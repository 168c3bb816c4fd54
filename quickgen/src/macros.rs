//! Declarative macros for choosing between generators of different types.
//!
//! The function forms ([`one_of`](crate::one_of), [`sequence_of`](crate::sequence_of),
//! [`frequency`](crate::frequency)) need candidates of a single type. These
//! macros box each candidate first, so any mix of generators with the same
//! value type can be listed.

/// Uniform choice between generators of possibly different types
///
/// ```rust
/// use quickgen::{Generator, choose, one_of, pure};
///
/// let generator = one_of![pure(1.0), choose(2.0, 3.0), pure(4.0).map(|x| x * 2.0)];
/// let value = generator.generate().get();
/// assert!(value == 1.0 || (2.0..=3.0).contains(&value) || value == 8.0);
/// ```
#[macro_export]
macro_rules! one_of {
    ($($generator:expr),* $(,)?) => {
        $crate::one_of(::std::vec![$($crate::Generator::boxed($generator)),*])
    };
}

/// Round-robin cycling through generators of possibly different types
///
/// ```rust
/// use quickgen::{Generator, pure, sequence_of};
///
/// let generator = sequence_of![pure(1), pure(2).map(|x| x * 10)];
/// assert_eq!(generator.generate().get(), 1);
/// assert_eq!(generator.generate().get(), 20);
/// assert_eq!(generator.generate().get(), 1);
/// ```
#[macro_export]
macro_rules! sequence_of {
    ($($generator:expr),* $(,)?) => {
        $crate::sequence_of(::std::vec![$($crate::Generator::boxed($generator)),*])
    };
}

/// Weighted choice between generators of possibly different types
///
/// ```rust
/// use quickgen::{Generator, frequency, never, pure};
///
/// let generator = frequency![0.0 => never(), 2.5 => pure("picked")];
/// assert_eq!(generator.generate().get(), "picked");
/// ```
#[macro_export]
macro_rules! frequency {
    ($($weight:expr => $generator:expr),* $(,)?) => {
        $crate::frequency(::std::vec![$(($weight, $crate::Generator::boxed($generator))),*])
    };
}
****************************************
» **EXERCISE**:
Search the listing for "possibly" and show every line where it occurs.

» **ANSWER SPACE**:
/// Uniform choice between generators of possibly different types
/// Round-robin cycling through generators of possibly different types
/// Weighted choice between generators of possibly different types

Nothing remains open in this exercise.